To do: Go through the material below and copy each line where the word "TimeSource" appears.

§ §

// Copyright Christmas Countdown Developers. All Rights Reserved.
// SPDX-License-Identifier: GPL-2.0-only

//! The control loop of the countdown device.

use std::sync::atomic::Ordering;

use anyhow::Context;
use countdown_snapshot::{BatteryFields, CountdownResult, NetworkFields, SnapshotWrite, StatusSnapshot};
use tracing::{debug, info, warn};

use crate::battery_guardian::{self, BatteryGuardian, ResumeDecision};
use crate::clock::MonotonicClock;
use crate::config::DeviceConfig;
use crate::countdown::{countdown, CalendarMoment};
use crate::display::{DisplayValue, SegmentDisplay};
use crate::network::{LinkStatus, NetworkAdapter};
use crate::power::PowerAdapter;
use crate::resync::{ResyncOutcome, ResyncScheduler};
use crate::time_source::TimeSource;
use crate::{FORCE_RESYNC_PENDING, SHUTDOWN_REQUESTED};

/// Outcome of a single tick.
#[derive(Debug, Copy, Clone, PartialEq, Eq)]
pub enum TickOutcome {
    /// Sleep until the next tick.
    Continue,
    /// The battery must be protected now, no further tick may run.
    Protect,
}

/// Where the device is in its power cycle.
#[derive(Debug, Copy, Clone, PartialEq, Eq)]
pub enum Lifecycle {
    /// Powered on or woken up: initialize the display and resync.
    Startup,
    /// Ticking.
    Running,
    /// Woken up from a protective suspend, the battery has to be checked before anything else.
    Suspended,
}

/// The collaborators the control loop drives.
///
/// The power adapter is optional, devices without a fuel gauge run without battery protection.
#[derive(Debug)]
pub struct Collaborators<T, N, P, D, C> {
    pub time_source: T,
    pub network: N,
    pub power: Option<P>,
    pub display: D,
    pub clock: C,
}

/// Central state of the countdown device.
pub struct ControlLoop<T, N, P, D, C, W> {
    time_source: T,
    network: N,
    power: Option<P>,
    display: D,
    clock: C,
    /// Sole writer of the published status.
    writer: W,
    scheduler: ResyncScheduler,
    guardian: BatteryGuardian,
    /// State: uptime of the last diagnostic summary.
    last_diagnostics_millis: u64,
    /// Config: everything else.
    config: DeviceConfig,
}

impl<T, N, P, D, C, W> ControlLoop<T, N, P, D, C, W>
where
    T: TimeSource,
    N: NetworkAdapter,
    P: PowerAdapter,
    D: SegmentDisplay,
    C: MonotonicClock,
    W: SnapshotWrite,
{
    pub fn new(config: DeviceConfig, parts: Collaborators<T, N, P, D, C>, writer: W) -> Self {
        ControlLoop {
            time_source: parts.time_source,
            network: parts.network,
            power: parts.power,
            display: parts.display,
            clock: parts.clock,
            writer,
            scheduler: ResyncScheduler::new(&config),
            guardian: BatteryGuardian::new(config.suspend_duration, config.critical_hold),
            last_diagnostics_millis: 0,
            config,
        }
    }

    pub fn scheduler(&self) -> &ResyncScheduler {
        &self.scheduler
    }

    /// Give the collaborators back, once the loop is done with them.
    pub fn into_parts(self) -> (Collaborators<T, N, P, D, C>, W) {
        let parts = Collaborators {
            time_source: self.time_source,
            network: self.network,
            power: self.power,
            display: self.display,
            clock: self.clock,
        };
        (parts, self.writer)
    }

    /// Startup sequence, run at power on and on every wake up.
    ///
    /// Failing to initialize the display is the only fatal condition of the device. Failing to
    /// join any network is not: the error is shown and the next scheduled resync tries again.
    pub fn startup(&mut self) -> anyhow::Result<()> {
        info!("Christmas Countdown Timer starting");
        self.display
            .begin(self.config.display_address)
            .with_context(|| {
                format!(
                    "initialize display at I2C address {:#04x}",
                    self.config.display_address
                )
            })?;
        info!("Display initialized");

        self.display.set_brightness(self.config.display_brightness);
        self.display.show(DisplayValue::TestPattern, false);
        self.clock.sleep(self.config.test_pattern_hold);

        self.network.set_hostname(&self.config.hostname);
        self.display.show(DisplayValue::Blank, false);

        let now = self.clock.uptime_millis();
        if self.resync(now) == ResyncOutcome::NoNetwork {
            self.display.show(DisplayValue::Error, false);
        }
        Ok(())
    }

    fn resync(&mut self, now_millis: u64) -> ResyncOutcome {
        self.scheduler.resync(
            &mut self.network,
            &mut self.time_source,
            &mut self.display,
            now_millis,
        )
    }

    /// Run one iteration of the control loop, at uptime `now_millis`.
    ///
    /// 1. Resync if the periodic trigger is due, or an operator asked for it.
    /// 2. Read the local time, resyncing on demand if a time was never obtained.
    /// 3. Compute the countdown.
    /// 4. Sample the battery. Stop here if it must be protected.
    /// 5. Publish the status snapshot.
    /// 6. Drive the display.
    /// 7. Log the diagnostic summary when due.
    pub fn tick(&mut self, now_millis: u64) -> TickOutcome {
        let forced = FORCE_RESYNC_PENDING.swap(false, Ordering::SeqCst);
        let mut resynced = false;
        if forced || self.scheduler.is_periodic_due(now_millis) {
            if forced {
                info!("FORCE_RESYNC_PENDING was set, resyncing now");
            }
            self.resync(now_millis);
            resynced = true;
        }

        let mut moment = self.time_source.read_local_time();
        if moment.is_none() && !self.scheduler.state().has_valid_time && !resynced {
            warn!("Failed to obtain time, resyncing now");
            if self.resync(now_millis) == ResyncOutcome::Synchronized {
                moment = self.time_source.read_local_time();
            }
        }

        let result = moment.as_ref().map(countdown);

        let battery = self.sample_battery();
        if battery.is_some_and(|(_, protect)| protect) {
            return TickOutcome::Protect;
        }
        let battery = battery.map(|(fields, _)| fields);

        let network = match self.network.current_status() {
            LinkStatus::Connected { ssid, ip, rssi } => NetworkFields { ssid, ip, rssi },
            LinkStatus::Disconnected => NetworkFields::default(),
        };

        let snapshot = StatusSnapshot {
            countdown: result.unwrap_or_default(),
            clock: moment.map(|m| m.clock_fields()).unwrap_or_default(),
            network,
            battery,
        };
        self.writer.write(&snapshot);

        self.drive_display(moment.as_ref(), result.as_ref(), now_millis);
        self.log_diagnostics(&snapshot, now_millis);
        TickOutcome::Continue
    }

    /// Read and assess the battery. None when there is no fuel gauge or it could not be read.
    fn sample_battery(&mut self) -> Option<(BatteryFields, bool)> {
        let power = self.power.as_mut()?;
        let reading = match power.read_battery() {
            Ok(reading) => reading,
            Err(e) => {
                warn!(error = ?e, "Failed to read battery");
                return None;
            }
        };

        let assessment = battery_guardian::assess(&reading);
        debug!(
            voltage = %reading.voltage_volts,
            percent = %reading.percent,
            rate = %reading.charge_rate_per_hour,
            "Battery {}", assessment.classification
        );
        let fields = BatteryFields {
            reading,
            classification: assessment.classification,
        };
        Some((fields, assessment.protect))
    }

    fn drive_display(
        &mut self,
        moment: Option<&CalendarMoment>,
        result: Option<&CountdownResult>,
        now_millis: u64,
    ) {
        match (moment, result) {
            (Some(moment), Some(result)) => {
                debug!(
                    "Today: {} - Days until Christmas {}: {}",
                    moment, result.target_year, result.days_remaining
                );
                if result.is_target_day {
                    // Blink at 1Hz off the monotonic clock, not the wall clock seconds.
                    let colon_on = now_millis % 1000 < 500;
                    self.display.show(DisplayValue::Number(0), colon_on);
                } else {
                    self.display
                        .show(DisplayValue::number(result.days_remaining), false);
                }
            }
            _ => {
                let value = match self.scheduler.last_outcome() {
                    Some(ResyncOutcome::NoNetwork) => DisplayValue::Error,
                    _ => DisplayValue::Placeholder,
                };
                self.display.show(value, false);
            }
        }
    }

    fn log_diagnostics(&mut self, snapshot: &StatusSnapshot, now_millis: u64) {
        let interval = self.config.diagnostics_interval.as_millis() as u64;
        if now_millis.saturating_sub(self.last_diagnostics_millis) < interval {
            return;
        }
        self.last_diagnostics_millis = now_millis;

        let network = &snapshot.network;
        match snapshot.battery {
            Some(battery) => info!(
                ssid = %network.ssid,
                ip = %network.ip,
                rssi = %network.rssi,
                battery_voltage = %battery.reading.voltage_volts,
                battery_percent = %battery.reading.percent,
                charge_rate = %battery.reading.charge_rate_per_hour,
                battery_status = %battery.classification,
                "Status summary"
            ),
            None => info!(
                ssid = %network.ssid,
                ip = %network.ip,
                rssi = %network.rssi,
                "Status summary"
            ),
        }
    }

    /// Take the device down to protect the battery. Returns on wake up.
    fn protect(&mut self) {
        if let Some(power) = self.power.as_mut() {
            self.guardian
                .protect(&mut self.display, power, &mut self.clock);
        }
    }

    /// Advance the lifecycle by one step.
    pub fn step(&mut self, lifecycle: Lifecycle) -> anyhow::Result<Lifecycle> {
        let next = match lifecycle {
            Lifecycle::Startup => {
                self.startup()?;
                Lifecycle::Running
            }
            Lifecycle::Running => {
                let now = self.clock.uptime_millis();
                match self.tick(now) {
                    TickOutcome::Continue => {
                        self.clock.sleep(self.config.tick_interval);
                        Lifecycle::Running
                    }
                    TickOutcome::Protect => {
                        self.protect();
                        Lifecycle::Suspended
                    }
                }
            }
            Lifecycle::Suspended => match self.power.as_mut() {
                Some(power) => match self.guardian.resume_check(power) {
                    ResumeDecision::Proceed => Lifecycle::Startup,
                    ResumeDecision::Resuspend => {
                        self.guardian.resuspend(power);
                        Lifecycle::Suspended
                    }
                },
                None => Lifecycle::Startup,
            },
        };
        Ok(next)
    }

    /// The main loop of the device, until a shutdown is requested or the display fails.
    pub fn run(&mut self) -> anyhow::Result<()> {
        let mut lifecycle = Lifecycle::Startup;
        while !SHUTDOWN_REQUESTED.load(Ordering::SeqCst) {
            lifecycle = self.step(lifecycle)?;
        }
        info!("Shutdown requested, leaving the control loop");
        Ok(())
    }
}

§ §

Task response:
use crate::time_source::TimeSource;
    T: TimeSource,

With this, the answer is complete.